Exodus 21-23 and the Code of Hammurabi
In December 1901 and January 1902, French archaeologists at Susa found a black diorite stele inscribed with the laws of Hammurabi of Babylon (now Louvre AO 10237, sometimes catalogued Sb 8). The match with Exodus 21-23 was immediate and unmistakable. Both use 'if-then' case law. Both rule on the goring ox, on slave injury, on kidnapping, on eye-for-eye. The discovery opened a question that has not closed: did Israel borrow from Babylon, share a wider ancient Near Eastern legal tradition, or arrive at similar rulings independently?
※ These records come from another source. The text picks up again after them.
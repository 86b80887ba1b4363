use std::collections::HashMap;
use std::sync::{Arc, Mutex, RwLock};
use std::time::Duration;

use tokio::sync::{Mutex as RowMutex, OwnedMutexGuard};
use tracing::instrument;

use stockroom_core::{BranchId, MovementId, ProductId};
use stockroom_inventory::{InventoryRecord, Movement, RecordKey, StockPlan};

use super::query::{MovementFilter, MovementLog, MovementPage, Pagination};
use super::r#trait::{apply_change, StockStore, StoreError};

pub const DEFAULT_LOCK_TIMEOUT: Duration = Duration::from_secs(2);

/// One ledger row. `present` flips on the first committed credit; a slot that
/// was only ever locked (e.g. by a failed debit) is not reported as a record.
#[derive(Debug, Default)]
struct Slot {
    quantity: i64,
    present: bool,
}

type Row = Arc<RowMutex<Slot>>;

/// In-memory ledger + movement log.
///
/// Intended for tests/dev and single-process deployments. Each row carries its
/// own async mutex, so commits on disjoint rows proceed in parallel while
/// commits on the same row serialize. Locks are taken in `RecordKey` order and
/// every wait is bounded by `lock_timeout`.
#[derive(Debug)]
pub struct InMemoryStockStore {
    rows: RwLock<HashMap<RecordKey, Row>>,
    log: Mutex<Vec<Movement>>,
    lock_timeout: Duration,
}

impl Default for InMemoryStockStore {
    fn default() -> Self {
        Self::new()
    }
}

impl InMemoryStockStore {
    pub fn new() -> Self {
        Self::with_lock_timeout(DEFAULT_LOCK_TIMEOUT)
    }

    pub fn with_lock_timeout(lock_timeout: Duration) -> Self {
        Self {
            rows: RwLock::new(HashMap::new()),
            log: Mutex::new(Vec::new()),
            lock_timeout,
        }
    }

    fn poisoned(what: &str) -> StoreError {
        StoreError::Unavailable(format!("{what} lock poisoned"))
    }

    /// Get (or lazily create) the slot for `key`.
    fn row(&self, key: RecordKey) -> Result<Row, StoreError> {
        {
            let rows = self.rows.read().map_err(|_| Self::poisoned("ledger"))?;
            if let Some(row) = rows.get(&key) {
                return Ok(row.clone());
            }
        }

        let mut rows = self.rows.write().map_err(|_| Self::poisoned("ledger"))?;
        Ok(rows.entry(key).or_default().clone())
    }

    fn existing_rows(&self, pred: impl Fn(&RecordKey) -> bool) -> Result<Vec<(RecordKey, Row)>, StoreError> {
        let rows = self.rows.read().map_err(|_| Self::poisoned("ledger"))?;
        let mut out: Vec<(RecordKey, Row)> = rows
            .iter()
            .filter(|(k, _)| pred(k))
            .map(|(k, r)| (*k, r.clone()))
            .collect();
        out.sort_by_key(|(k, _)| *k);
        Ok(out)
    }

    async fn lock(&self, key: RecordKey, row: Row) -> Result<OwnedMutexGuard<Slot>, StoreError> {
        tokio::time::timeout(self.lock_timeout, row.lock_owned())
            .await
            .map_err(|_| {
                StoreError::Timeout(format!(
                    "row {key} busy for more than {}ms",
                    self.lock_timeout.as_millis()
                ))
            })
    }

    async fn collect_records(&self, rows: Vec<(RecordKey, Row)>) -> Result<Vec<InventoryRecord>, StoreError> {
        let mut out = Vec::with_capacity(rows.len());
        for (key, row) in rows {
            let slot = self.lock(key, row).await?;
            if slot.present {
                out.push(InventoryRecord {
                    product_id: key.product_id,
                    branch_id: key.branch_id,
                    quantity: slot.quantity,
                });
            }
        }
        Ok(out)
    }

    fn log_snapshot(&self) -> Result<Vec<Movement>, StoreError> {
        self.log
            .lock()
            .map(|log| log.clone())
            .map_err(|_| Self::poisoned("movement log"))
    }
}

#[async_trait::async_trait]
impl StockStore for InMemoryStockStore {
    async fn quantity(&self, key: RecordKey) -> Result<i64, StoreError> {
        let row = {
            let rows = self.rows.read().map_err(|_| Self::poisoned("ledger"))?;
            rows.get(&key).cloned()
        };
        match row {
            Some(row) => Ok(self.lock(key, row).await?.quantity),
            None => Ok(0),
        }
    }

    async fn records_for_product(&self, product_id: ProductId) -> Result<Vec<InventoryRecord>, StoreError> {
        let rows = self.existing_rows(|k| k.product_id == product_id)?;
        self.collect_records(rows).await
    }

    async fn records_at_branch(&self, branch_id: BranchId) -> Result<Vec<InventoryRecord>, StoreError> {
        let rows = self.existing_rows(|k| k.branch_id == branch_id)?;
        self.collect_records(rows).await
    }

    async fn all_records(&self) -> Result<Vec<InventoryRecord>, StoreError> {
        let rows = self.existing_rows(|_| true)?;
        self.collect_records(rows).await
    }

    #[instrument(
        skip(self, plan),
        fields(
            product_id = %plan.movement().product_id,
            kind = %plan.movement().kind,
            quantity = plan.movement().quantity
        ),
        err
    )]
    async fn commit(&self, plan: StockPlan) -> Result<Movement, StoreError> {
        plan.movement()
            .validate()
            .map_err(|e| StoreError::Invalid(e.to_string()))?;

        // 1) Lock every touched row, in key order (plans are pre-sorted).
        let mut guards = Vec::with_capacity(plan.changes().len());
        for change in plan.changes() {
            let row = self.row(change.key)?;
            guards.push(self.lock(change.key, row).await?);
        }

        // 2) Validate against the locked, committed quantities. Nothing mutated yet.
        let mut next = Vec::with_capacity(guards.len());
        for (change, slot) in plan.changes().iter().zip(&guards) {
            next.push(apply_change(change, slot.quantity)?);
        }

        // 3) Apply rows and append the movement while still holding the row locks.
        let mut log = self.log.lock().map_err(|_| Self::poisoned("movement log"))?;
        for (slot, quantity) in guards.iter_mut().zip(next) {
            slot.quantity = quantity;
            slot.present = true;
        }
        let sequence = log.len() as u64 + 1;
        let movement = plan.into_movement().commit(MovementId::new(), sequence);
        log.push(movement.clone());

        Ok(movement)
    }
}

#[async_trait::async_trait]
impl MovementLog for InMemoryStockStore {
    async fn query_movements(
        &self,
        filter: MovementFilter,
        pagination: Pagination,
    ) -> Result<MovementPage, StoreError> {
        let matching: Vec<Movement> = self
            .log_snapshot()?
            .into_iter()
            .rev()
            .filter(|m| filter.matches(m))
            .collect();

        let total = matching.len() as u64;
        let movements = matching
            .into_iter()
            .skip(pagination.offset as usize)
            .take(pagination.limit as usize)
            .collect();

        Ok(MovementPage::new(movements, total, pagination))
    }

    async fn replay(&self, product_id: Option<ProductId>) -> Result<Vec<Movement>, StoreError> {
        Ok(self
            .log_snapshot()?
            .into_iter()
            .filter(|m| product_id.is_none_or(|p| m.product_id == p))
            .collect())
    }
}

#[cfg(test)]
mod tests {
    use super::*;
    use chrono::Utc;
    use stockroom_core::ActorId;
    use stockroom_inventory::{AssignStock, MovementKind, StockIntent, TransferStock, WithdrawStock};

    fn assign(product_id: ProductId, branch_id: BranchId, quantity: i64) -> StockPlan {
        StockIntent::Assign(AssignStock {
            product_id,
            branch_id,
            quantity,
            actor: ActorId::new(),
            occurred_at: Utc::now(),
        })
        .plan()
        .unwrap()
    }

    fn transfer(product_id: ProductId, from: BranchId, to: BranchId, quantity: i64) -> StockPlan {
        StockIntent::Transfer(TransferStock {
            product_id,
            from_branch_id: from,
            to_branch_id: to,
            quantity,
            actor: ActorId::new(),
            occurred_at: Utc::now(),
        })
        .plan()
        .unwrap()
    }

    #[tokio::test]
    async fn commit_assigns_sequence_and_updates_rows() {
        let store = InMemoryStockStore::new();
        let p = ProductId::new();
        let a = BranchId::new();
        let b = BranchId::new();

        let first = store.commit(assign(p, a, 100)).await.unwrap();
        let second = store.commit(transfer(p, a, b, 30)).await.unwrap();

        assert_eq!(first.sequence, 1);
        assert_eq!(second.sequence, 2);
        assert_eq!(second.kind, MovementKind::Transfer);
        assert_eq!(store.quantity(RecordKey::new(p, a)).await.unwrap(), 70);
        assert_eq!(store.quantity(RecordKey::new(p, b)).await.unwrap(), 30);
    }

    #[tokio::test]
    async fn failed_debit_changes_nothing_and_creates_no_record() {
        let store = InMemoryStockStore::new();
        let p = ProductId::new();
        let a = BranchId::new();
        let b = BranchId::new();

        let err = store.commit(transfer(p, a, b, 1)).await.unwrap_err();
        assert!(matches!(err, StoreError::InsufficientStock { available: 0, .. }));

        assert!(store.all_records().await.unwrap().is_empty());
        assert!(store.replay(None).await.unwrap().is_empty());
    }

    #[tokio::test]
    async fn zeroed_record_stays_present() {
        let store = InMemoryStockStore::new();
        let p = ProductId::new();
        let a = BranchId::new();

        store.commit(assign(p, a, 5)).await.unwrap();
        let withdraw = StockIntent::Withdraw(WithdrawStock {
            product_id: p,
            branch_id: a,
            quantity: 5,
            actor: ActorId::new(),
            occurred_at: Utc::now(),
        })
        .plan()
        .unwrap();
        store.commit(withdraw).await.unwrap();

        let records = store.records_for_product(p).await.unwrap();
        assert_eq!(records.len(), 1);
        assert_eq!(records[0].quantity, 0);
    }

    #[tokio::test]
    async fn busy_row_times_out_without_committing() {
        let store = InMemoryStockStore::with_lock_timeout(Duration::from_millis(20));
        let p = ProductId::new();
        let a = BranchId::new();
        store.commit(assign(p, a, 10)).await.unwrap();

        let key = RecordKey::new(p, a);
        let held = store.row(key).unwrap().lock_owned().await;

        let err = store.commit(assign(p, a, 1)).await.unwrap_err();
        assert!(matches!(err, StoreError::Timeout(_)));
        drop(held);

        assert_eq!(store.quantity(key).await.unwrap(), 10);
        assert_eq!(store.replay(Some(p)).await.unwrap().len(), 1);
    }

    #[tokio::test]
    async fn query_filters_by_branch_and_kind_newest_first() {
        let store = InMemoryStockStore::new();
        let p = ProductId::new();
        let a = BranchId::new();
        let b = BranchId::new();
        let c = BranchId::new();

        store.commit(assign(p, a, 10)).await.unwrap();
        store.commit(assign(p, c, 10)).await.unwrap();
        store.commit(transfer(p, a, b, 4)).await.unwrap();

        let page = store
            .query_movements(MovementFilter::for_branch(a), Pagination::default())
            .await
            .unwrap();
        assert_eq!(page.total, 2);
        assert_eq!(page.movements[0].sequence, 3);
        assert_eq!(page.movements[1].sequence, 1);

        let filter = MovementFilter {
            kind: Some(MovementKind::Inbound),
            ..Default::default()
        };
        let page = store
            .query_movements(filter, Pagination::new(Some(1), Some(0)))
            .await
            .unwrap();
        assert_eq!(page.total, 2);
        assert_eq!(page.movements.len(), 1);
        assert!(page.has_more);
    }
}
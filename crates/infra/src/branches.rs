//! Branch directory: where the authoritative `BranchRegistry` lives.
//!
//! Mutations validate against a fresh registry snapshot, so the registry
//! invariants (unique names, a single main branch) hold for every backend.

use std::sync::{Arc, RwLock};

use sqlx::postgres::PgRow;
use sqlx::{PgPool, Postgres, Row, Transaction};
use tracing::{info, instrument};

use stockroom_core::{BranchId, StockError};
use stockroom_inventory::{Branch, BranchRegistry};

use crate::config::{seed_branches, BranchSeed};
use crate::store::{map_sqlx_error, StoreError};

#[async_trait::async_trait]
pub trait BranchDirectory: Send + Sync {
    /// Current registry.
    async fn snapshot(&self) -> Result<BranchRegistry, StoreError>;

    /// Register a branch. With `main`, the flag moves to the new branch.
    async fn register(&self, name: &str, main: bool) -> Result<Branch, StoreError>;

    async fn rename(&self, id: BranchId, name: &str) -> Result<Branch, StoreError>;

    async fn set_main(&self, id: BranchId) -> Result<Branch, StoreError>;

    /// Populate an empty directory. Returns the number of branches created.
    async fn seed(&self, seeds: &[BranchSeed]) -> Result<usize, StoreError>;
}

#[async_trait::async_trait]
impl<D> BranchDirectory for Arc<D>
where
    D: BranchDirectory + ?Sized,
{
    async fn snapshot(&self) -> Result<BranchRegistry, StoreError> {
        (**self).snapshot().await
    }

    async fn register(&self, name: &str, main: bool) -> Result<Branch, StoreError> {
        (**self).register(name, main).await
    }

    async fn rename(&self, id: BranchId, name: &str) -> Result<Branch, StoreError> {
        (**self).rename(id, name).await
    }

    async fn set_main(&self, id: BranchId) -> Result<Branch, StoreError> {
        (**self).set_main(id).await
    }

    async fn seed(&self, seeds: &[BranchSeed]) -> Result<usize, StoreError> {
        (**self).seed(seeds).await
    }
}

fn rejected(err: StockError) -> StoreError {
    match err {
        StockError::InvalidArgument(msg) => StoreError::Invalid(msg),
        other => StoreError::Invalid(other.to_string()),
    }
}

/// Branch writes run under an exclusive table lock, so the only conflict a
/// name write can raise is the `lower(name)` unique index.
fn name_write_error(operation: &str, err: sqlx::Error) -> StoreError {
    match map_sqlx_error(operation, err) {
        StoreError::Conflict(msg) => StoreError::Invalid(format!("branch name already in use: {msg}")),
        other => other,
    }
}

fn lookup(registry: &BranchRegistry, id: BranchId) -> Result<Branch, StoreError> {
    registry.ensure_known(id).cloned().map_err(rejected)
}

#[derive(Debug, Default)]
pub struct InMemoryBranchDirectory {
    registry: RwLock<BranchRegistry>,
}

impl InMemoryBranchDirectory {
    pub fn new() -> Self {
        Self::default()
    }

    pub fn with_registry(registry: BranchRegistry) -> Self {
        Self {
            registry: RwLock::new(registry),
        }
    }

    fn write<T>(&self, f: impl FnOnce(&mut BranchRegistry) -> Result<T, StoreError>) -> Result<T, StoreError> {
        let mut registry = self
            .registry
            .write()
            .map_err(|_| StoreError::Unavailable("branch registry lock poisoned".into()))?;
        // Mutate a copy so a rejected change leaves the registry untouched.
        let mut next = registry.clone();
        let out = f(&mut next)?;
        *registry = next;
        Ok(out)
    }
}

#[async_trait::async_trait]
impl BranchDirectory for InMemoryBranchDirectory {
    async fn snapshot(&self) -> Result<BranchRegistry, StoreError> {
        self.registry
            .read()
            .map(|r| r.clone())
            .map_err(|_| StoreError::Unavailable("branch registry lock poisoned".into()))
    }

    async fn register(&self, name: &str, main: bool) -> Result<Branch, StoreError> {
        self.write(|registry| registry.register(name, main).map_err(rejected))
    }

    async fn rename(&self, id: BranchId, name: &str) -> Result<Branch, StoreError> {
        self.write(|registry| {
            registry.rename(id, name).map_err(rejected)?;
            lookup(registry, id)
        })
    }

    async fn set_main(&self, id: BranchId) -> Result<Branch, StoreError> {
        self.write(|registry| {
            registry.set_main(id).map_err(rejected)?;
            lookup(registry, id)
        })
    }

    async fn seed(&self, seeds: &[BranchSeed]) -> Result<usize, StoreError> {
        self.write(|registry| {
            if !registry.is_empty() {
                return Ok(0);
            }
            for seed in seeds {
                registry.register(&seed.name, seed.main).map_err(rejected)?;
            }
            Ok(seeds.len())
        })
    }
}

/// Directory backed by the `branches` table.
///
/// Every mutation runs in a transaction holding an exclusive table lock, so
/// concurrent registrations validate against each other's results.
#[derive(Debug, Clone)]
pub struct PostgresBranchDirectory {
    pool: PgPool,
}

impl PostgresBranchDirectory {
    pub fn new(pool: PgPool) -> Self {
        Self { pool }
    }

    async fn begin_locked(&self) -> Result<(Transaction<'static, Postgres>, BranchRegistry), StoreError> {
        let mut tx = self
            .pool
            .begin()
            .await
            .map_err(|e| map_sqlx_error("begin_transaction", e))?;

        sqlx::query("LOCK TABLE branches IN EXCLUSIVE MODE")
            .execute(&mut *tx)
            .await
            .map_err(|e| map_sqlx_error("lock_branches", e))?;

        let rows = sqlx::query("SELECT id, name, is_main FROM branches ORDER BY created_at, id")
            .fetch_all(&mut *tx)
            .await
            .map_err(|e| map_sqlx_error("load_branches", e))?;

        let branches = rows.iter().map(branch_from_row).collect::<Result<Vec<_>, _>>()?;
        let registry = BranchRegistry::from_branches(branches).map_err(rejected)?;
        Ok((tx, registry))
    }

    async fn insert(tx: &mut Transaction<'static, Postgres>, branch: &Branch) -> Result<(), StoreError> {
        if branch.is_main {
            clear_main(tx).await?;
        }
        sqlx::query("INSERT INTO branches (id, name, is_main) VALUES ($1, $2, $3)")
            .bind(branch.id.as_uuid())
            .bind(&branch.name)
            .bind(branch.is_main)
            .execute(&mut **tx)
            .await
            .map_err(|e| name_write_error("insert_branch", e))?;
        Ok(())
    }
}

async fn clear_main(tx: &mut Transaction<'static, Postgres>) -> Result<(), StoreError> {
    sqlx::query("UPDATE branches SET is_main = FALSE WHERE is_main")
        .execute(&mut **tx)
        .await
        .map_err(|e| map_sqlx_error("clear_main", e))?;
    Ok(())
}

fn branch_from_row(row: &PgRow) -> Result<Branch, StoreError> {
    let decode = |e: sqlx::Error| StoreError::Unavailable(format!("failed to decode branch row: {e}"));
    Ok(Branch {
        id: BranchId::from_uuid(row.try_get("id").map_err(decode)?),
        name: row.try_get("name").map_err(decode)?,
        is_main: row.try_get("is_main").map_err(decode)?,
    })
}

#[async_trait::async_trait]
impl BranchDirectory for PostgresBranchDirectory {
    async fn snapshot(&self) -> Result<BranchRegistry, StoreError> {
        let rows = sqlx::query("SELECT id, name, is_main FROM branches ORDER BY created_at, id")
            .fetch_all(&self.pool)
            .await
            .map_err(|e| map_sqlx_error("load_branches", e))?;

        let branches = rows.iter().map(branch_from_row).collect::<Result<Vec<_>, _>>()?;
        BranchRegistry::from_branches(branches).map_err(rejected)
    }

    #[instrument(skip(self), err)]
    async fn register(&self, name: &str, main: bool) -> Result<Branch, StoreError> {
        let (mut tx, mut registry) = self.begin_locked().await?;
        let branch = registry.register(name, main).map_err(rejected)?;
        Self::insert(&mut tx, &branch).await?;
        tx.commit()
            .await
            .map_err(|e| map_sqlx_error("commit_transaction", e))?;
        info!(branch_id = %branch.id, is_main = branch.is_main, "branch registered");
        Ok(branch)
    }

    #[instrument(skip(self), err)]
    async fn rename(&self, id: BranchId, name: &str) -> Result<Branch, StoreError> {
        let (mut tx, mut registry) = self.begin_locked().await?;
        registry.rename(id, name).map_err(rejected)?;
        let branch = lookup(&registry, id)?;

        sqlx::query("UPDATE branches SET name = $2 WHERE id = $1")
            .bind(branch.id.as_uuid())
            .bind(&branch.name)
            .execute(&mut *tx)
            .await
            .map_err(|e| name_write_error("rename_branch", e))?;
        tx.commit()
            .await
            .map_err(|e| map_sqlx_error("commit_transaction", e))?;
        Ok(branch)
    }

    #[instrument(skip(self), err)]
    async fn set_main(&self, id: BranchId) -> Result<Branch, StoreError> {
        let (mut tx, mut registry) = self.begin_locked().await?;
        registry.set_main(id).map_err(rejected)?;

        clear_main(&mut tx).await?;
        sqlx::query("UPDATE branches SET is_main = TRUE WHERE id = $1")
            .bind(id.as_uuid())
            .execute(&mut *tx)
            .await
            .map_err(|e| map_sqlx_error("set_main", e))?;
        tx.commit()
            .await
            .map_err(|e| map_sqlx_error("commit_transaction", e))?;
        lookup(&registry, id)
    }

    #[instrument(skip(self, seeds), fields(seeds = seeds.len()), err)]
    async fn seed(&self, seeds: &[BranchSeed]) -> Result<usize, StoreError> {
        let (mut tx, registry) = self.begin_locked().await?;
        if !registry.is_empty() {
            return Ok(0);
        }

        let branches = seed_branches(seeds).map_err(rejected)?;
        // Insert the main branch first so the single-main index never trips.
        let (main, rest): (Vec<_>, Vec<_>) = branches.into_iter().partition(|b| b.is_main);
        for branch in main.iter().chain(rest.iter()) {
            Self::insert(&mut tx, branch).await?;
        }
        tx.commit()
            .await
            .map_err(|e| map_sqlx_error("commit_transaction", e))?;
        Ok(main.len() + rest.len())
    }
}

#[cfg(test)]
mod tests {
    use super::*;

    fn seeds() -> Vec<BranchSeed> {
        vec![
            BranchSeed { name: "Cucuta".into(), main: true },
            BranchSeed { name: "Bogota".into(), main: false },
        ]
    }

    #[tokio::test]
    async fn seed_only_fills_an_empty_directory() {
        let dir = InMemoryBranchDirectory::new();
        assert_eq!(dir.seed(&seeds()).await.unwrap(), 2);
        assert_eq!(dir.seed(&seeds()).await.unwrap(), 0);

        let registry = dir.snapshot().await.unwrap();
        assert_eq!(registry.len(), 2);
        assert_eq!(registry.main().unwrap().name, "Cucuta");
    }

    #[tokio::test]
    async fn rejected_registration_leaves_registry_untouched() {
        let dir = InMemoryBranchDirectory::new();
        dir.seed(&seeds()).await.unwrap();

        let err = dir.register("  bogota ", false).await.unwrap_err();
        assert!(matches!(err, StoreError::Invalid(_)));
        assert_eq!(dir.snapshot().await.unwrap().len(), 2);
    }

    #[tokio::test]
    async fn set_main_moves_the_flag() {
        let dir = InMemoryBranchDirectory::new();
        dir.seed(&seeds()).await.unwrap();
        let bogota = dir.snapshot().await.unwrap().by_name("Bogota").unwrap().id;

        let branch = dir.set_main(bogota).await.unwrap();
        assert!(branch.is_main);

        let registry = dir.snapshot().await.unwrap();
        assert_eq!(registry.main_id().unwrap(), bogota);
        assert!(!registry.by_name("Cucuta").unwrap().is_main);
    }

    #[tokio::test]
    async fn unknown_branch_cannot_be_renamed() {
        let dir = InMemoryBranchDirectory::new();
        let err = dir.rename(BranchId::new(), "x").await.unwrap_err();
        assert!(matches!(err, StoreError::Invalid(_)));
    }
}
The Covenant Code (Exod 20:22-23:33, with the case-law concentrated in 21:1-22:17) is the oldest collection of legal material in the Hebrew Bible. The Code of Hammurabi (CH), copied around 1754 BCE and surviving in roughly 300 manuscript fragments plus the Susa stele, is the most complete ancient Near Eastern law collection. Half a dozen specific rulings appear in both. The literary form (casuistic 'if-then' construction) is shared across both collections. The disagreement is about what the overlap means: textual dependence, shared regional convention, or coincidence in a small enough legal domain. The answer changes how Exodus 21-23 is read and how Israel's law is situated in the wider ancient world.
What the discovery showed
Jacques de Morgan's French archaeological mission to Susa (modern Shush, in southwestern Iran) recovered the Hammurabi stele in three pieces between December 1901 and January 1902. The stele had been carried from Babylon to Susa as war booty by the Elamite king Shutruk-Nahhunte around 1158 BCE. Vincent Scheil, the philologist on the mission, produced the editio princeps in 1902. By 1903 S. A. Cook had published a comparison with the Pentateuch, and S. R. Driver's commentary on Exodus (1911) treated the question of dependence as a live problem in serious biblical scholarship.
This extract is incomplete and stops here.